L'intera narrazione segue una piacevole e astuta metafora con tre personaggi rappresentati a mo' di fumetto: la protagonista è l'Italia stessa (nella sua parte buona), personificata da una bellissima ragazza che viene ripetutamente maltrattata dalla parte cattiva, un losco personaggio coperto da una maschera che emette continuamente un orribile grugnito. Il terzo personaggio, che è anche il narratore esterno, è Dante Alighieri, uno dei poeti più importanti che l'Italia abbia mai avuto. La ragazza è la sua fidanzata, egli la assiste mentre è ridotta in coma dopo i numerosi abusi subiti, e i suoi versi riguardanti la situazione italiana, scritti nel XIV secolo, si rivelano ancora tristemente attuali. Emmott stesso serve da spalla (anzi, da corpo) alla figura di Dante, il vero occhio critico sulla la vicenda narrata. Inoltre, il titolo del documentario richiama una canzone degli Smiths, e la scelta risulta davvero appropriata.
Il documentario identifica uno dei maggiori responsabili del declino italiano in Silvio Berlusconi, un magnate, primo ministro per più di una volta, le cui abilità nel rigirare la realtà a proprio vantaggio, nel controllare i media e nel manipolare le menti sono note a molti. La sua fama all'estero è prettamente cattiva, ma in Italia egli è ancora un individuo politico di rilevanza, grazie alle sue capacità istrioniche e alla debolezza di molti dei suoi oppositori. Emmott trascina lo spettatore facendogli conoscere i modi con cui egli ha calpestato la cultura italiana, la sua attitudine verso le donne (si propaganda l'idea secondo cui ostentare il corpo sia la chiave verso il successo), la graduale distruzione perpetrata nei confronti delle istituzioni dello Stato.
L'effetto è un sensibile collasso della democrazia, ma Berlusconi non è da identificare come l'unico colpevole.
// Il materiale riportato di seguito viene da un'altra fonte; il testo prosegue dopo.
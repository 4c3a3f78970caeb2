use std::sync::Arc;

use anyhow::{Context, anyhow};
use tracing::info;

use crate::config::{ServerConfig, StorageBackendKind};
use crate::core::providers::google::{DEVSTORAGE_FULL_CONTROL_SCOPE, GoogleAuthClient};
use crate::core::publisher::ResultPublisher;
use crate::core::storage::{GcsStorage, ObjectStoreStorage, StorageBackend};
use crate::core::synthesizer::SpeechSynthesizer;

/// Application state that can be shared across handlers
#[derive(Clone)]
pub struct AppState {
    pub config: ServerConfig,
    /// Shared synthesis pipeline; one remote session is opened per request
    pub synthesizer: SpeechSynthesizer,
}

impl AppState {
    /// Build the state with the storage backend selected in `config`.
    pub fn new(config: ServerConfig) -> anyhow::Result<Arc<Self>> {
        let storage = build_storage(&config)?;
        info!(backend = storage.name(), "Storage backend ready");

        let publisher = ResultPublisher::new(storage, config.storage_prefix.clone());
        let synthesizer = SpeechSynthesizer::new(config.realtime_config(), publisher);
        Ok(Self::with_synthesizer(config, synthesizer))
    }

    /// Build the state around an existing synthesizer.
    pub fn with_synthesizer(config: ServerConfig, synthesizer: SpeechSynthesizer) -> Arc<Self> {
        Arc::new(Self {
            config,
            synthesizer,
        })
    }
}

fn build_storage(config: &ServerConfig) -> anyhow::Result<Arc<dyn StorageBackend>> {
    match config.storage_backend {
        StorageBackendKind::Local => Ok(Arc::new(ObjectStoreStorage::local(
            &config.audio_dir,
            config.local_audio_base_url(),
        )?)),
        StorageBackendKind::Gcs => {
            let bucket = config
                .storage_bucket
                .clone()
                .ok_or_else(|| anyhow!("FIREBASE_STORAGE_BUCKET is required for the gcs backend"))?;
            let tokens = GoogleAuthClient::from_setting(
                config.google_credentials.as_deref(),
                &[DEVSTORAGE_FULL_CONTROL_SCOPE],
            )
            .context("Failed to load Google credentials for storage")?;
            Ok(Arc::new(GcsStorage::new(bucket, Arc::new(tokens))?))
        }
    }
}
pub mod config;
pub mod core;
pub mod docs;
pub mod errors;
pub mod handlers;
pub mod routes;
pub mod state;

// Re-export commonly used items for convenience
pub use config::ServerConfig;
pub use crate::core::*;
pub use errors::app_error::{AppError, AppResult};
pub use state::AppState;
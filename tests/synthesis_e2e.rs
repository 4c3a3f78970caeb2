mod common;

use std::sync::Arc;
use std::sync::atomic::{AtomicUsize, Ordering};

use async_trait::async_trait;
use bytes::Bytes;
use serde_json::Value;
use tempfile::TempDir;
use tokio_util::sync::CancellationToken;

use common::{TurnReply, spawn_realtime_mock, synthesizer};
use roshi::core::realtime::{SynthesisRequest, TurnScript, TurnSpec};
use roshi::core::storage::{ObjectStoreStorage, StorageBackend, StorageError, StorageResult};
use roshi::core::{Rejection, SynthesisError};

fn samples(bytes: &[u8]) -> Vec<i16> {
    bytes
        .chunks_exact(2)
        .map(|pair| i16::from_le_bytes([pair[0], pair[1]]))
        .collect()
}

/// Backend whose writes always fail.
#[derive(Default)]
struct FailingStorage {
    saves: AtomicUsize,
    made_public: AtomicUsize,
}

#[async_trait]
impl StorageBackend for FailingStorage {
    async fn save(&self, _key: &str, _bytes: Bytes, _content_type: &str) -> StorageResult<()> {
        self.saves.fetch_add(1, Ordering::SeqCst);
        Err(StorageError::WriteFailed("bucket is read-only".to_string()))
    }

    async fn make_public(&self, _key: &str) -> StorageResult<()> {
        self.made_public.fetch_add(1, Ordering::SeqCst);
        Ok(())
    }

    fn public_url(&self, key: &str) -> String {
        format!("http://cdn.test/{key}")
    }

    fn name(&self) -> &'static str {
        "failing"
    }
}

#[tokio::test]
async fn test_warm_up_audio_is_discarded() {
    let warm_up_pcm = [9, 9, 9, 9];
    let final_pcm = [1, 0, 0xFF, 0x7F, 0, 0x80, 0xFE, 0xFF];
    let mock = spawn_realtime_mock(vec![
        TurnReply::completed(&warm_up_pcm, "Hello."),
        TurnReply::completed(&final_pcm, "Good morning"),
    ])
    .await;

    let dir = TempDir::new().unwrap();
    let storage = Arc::new(ObjectStoreStorage::local(dir.path(), "http://localhost:8080/audio").unwrap());
    let synth = synthesizer(&mock.url, true, storage);

    let result = synth
        .synthesize(
            &SynthesisRequest::new("Good morning"),
            &CancellationToken::new(),
        )
        .await
        .unwrap();

    assert_eq!(result.transcript, "Good morning");
    let key = result
        .audio_url
        .strip_prefix("http://localhost:8080/audio/")
        .unwrap();

    // The written file is a valid mono 24 kHz PCM16 WAV holding only the final turn.
    let mut reader = hound::WavReader::open(dir.path().join(key)).unwrap();
    let spec = reader.spec();
    assert_eq!(spec.channels, 1);
    assert_eq!(spec.sample_rate, 24_000);
    assert_eq!(spec.bits_per_sample, 16);
    let read: Vec<i16> = reader.samples::<i16>().map(Result::unwrap).collect();
    assert_eq!(read, samples(&final_pcm));

    let received = mock.received().await;
    let creates = received
        .iter()
        .filter(|m| m["type"] == "response.create")
        .count();
    assert_eq!(creates, 2);
}

#[tokio::test]
async fn test_explicit_script_publishes_last_turn() {
    let mock = spawn_realtime_mock(vec![
        TurnReply::completed(&[1, 0], "one"),
        TurnReply::completed(&[2, 0], "two"),
        TurnReply::completed(&[3, 0, 4, 0], "three"),
    ])
    .await;

    let storage = Arc::new(ObjectStoreStorage::in_memory("http://cdn.test"));
    let synth = synthesizer(&mock.url, false, storage);

    let script = TurnScript::new(vec![
        TurnSpec::new("one", "plain"),
        TurnSpec::new("two", "plain"),
        TurnSpec::new("three", "plain"),
    ])
    .unwrap();

    let result = synth
        .synthesize_script(script, Some("verse"), &CancellationToken::new())
        .await
        .unwrap();
    assert_eq!(result.transcript, "three");

    let received = mock.received().await;
    let items: Vec<&Value> = received
        .iter()
        .filter(|m| m["type"] == "conversation.item.create")
        .collect();
    assert_eq!(items.len(), 3);
}

#[tokio::test]
async fn test_rejection_on_final_turn_publishes_nothing() {
    let mock = spawn_realtime_mock(vec![
        TurnReply::completed(&[1, 0], "Hello."),
        TurnReply::filtered(),
    ])
    .await;

    let dir = TempDir::new().unwrap();
    let storage = Arc::new(ObjectStoreStorage::local(dir.path(), "http://localhost/audio").unwrap());
    let synth = synthesizer(&mock.url, true, storage);

    let err = synth
        .synthesize(&SynthesisRequest::new("nope"), &CancellationToken::new())
        .await
        .unwrap_err();

    assert!(matches!(
        err,
        SynthesisError::RemoteRejection(Rejection::ContentFilter)
    ));
    assert_eq!(std::fs::read_dir(dir.path()).unwrap().count(), 0);
}

#[tokio::test]
async fn test_cancelled_before_start() {
    let mock = spawn_realtime_mock(vec![TurnReply::completed(&[1, 0], "late")]).await;
    let storage = Arc::new(ObjectStoreStorage::in_memory("http://cdn.test"));
    let synth = synthesizer(&mock.url, false, storage);

    let cancel = CancellationToken::new();
    cancel.cancel();

    let err = synth
        .synthesize(&SynthesisRequest::new("Hello"), &cancel)
        .await
        .unwrap_err();
    assert!(matches!(err, SynthesisError::Cancelled));
}

#[tokio::test]
async fn test_publish_failure_surfaces_storage_error() {
    let mock = spawn_realtime_mock(vec![TurnReply::completed(&[1, 0, 2, 0], "Hello")]).await;
    let storage = Arc::new(FailingStorage::default());
    let synth = synthesizer(&mock.url, false, storage.clone());

    let err = synth
        .synthesize(&SynthesisRequest::new("Hello"), &CancellationToken::new())
        .await
        .unwrap_err();

    match err {
        SynthesisError::Storage(StorageError::WriteFailed(message)) => {
            assert!(message.contains("read-only"));
        }
        other => panic!("unexpected error: {other:?}"),
    }
    assert_eq!(storage.saves.load(Ordering::SeqCst), 1);
    assert_eq!(storage.made_public.load(Ordering::SeqCst), 0);
}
Piras ed Emmott, così come le molte personalità coinvolte in interessanti discussioni durante le interviste, puntano il dito contro il reale problema: pigrizia, indolenza e un atteggiamento fatalistico sono alcune delle caratteristiche negative degli italiani.
Si mostra come molti italiani del filone della “buona Italia” abbiano scelto di vivere all'estero a causa dell'impossibilità di realizzare il proprio potenziale in una patria asservita all'arrivismo e all'assenza di cultura del merito.
Il documentario riesce nello sforzo di scuotere gli spettatori e li rende consapevoli del fatto che, affinché un paese possa alimentare il proprio valore, qualcosa può e deve essere modificato, per evitare di raggiungere un abisso finale. La prospettiva adottata è duplice: da un lato la storia si appoggia all'autorevole figura dantesca, un illustre italiano, per simboleggiare la coscienza attenta di chi desidera rovesciare lo stato di cose e si adopera per diffondere negli altri la consapevolezza che l'Italia possa essere una bellissima fanciulla da rispettare; dall'altro si guarda alla faccenda con un punto di vista allargato, europeo, che riesce a far percepire palesemente quanto sia costoso il cadere nel ridicolo, e quanto valga la pena impegnarsi perché ciò non accada più.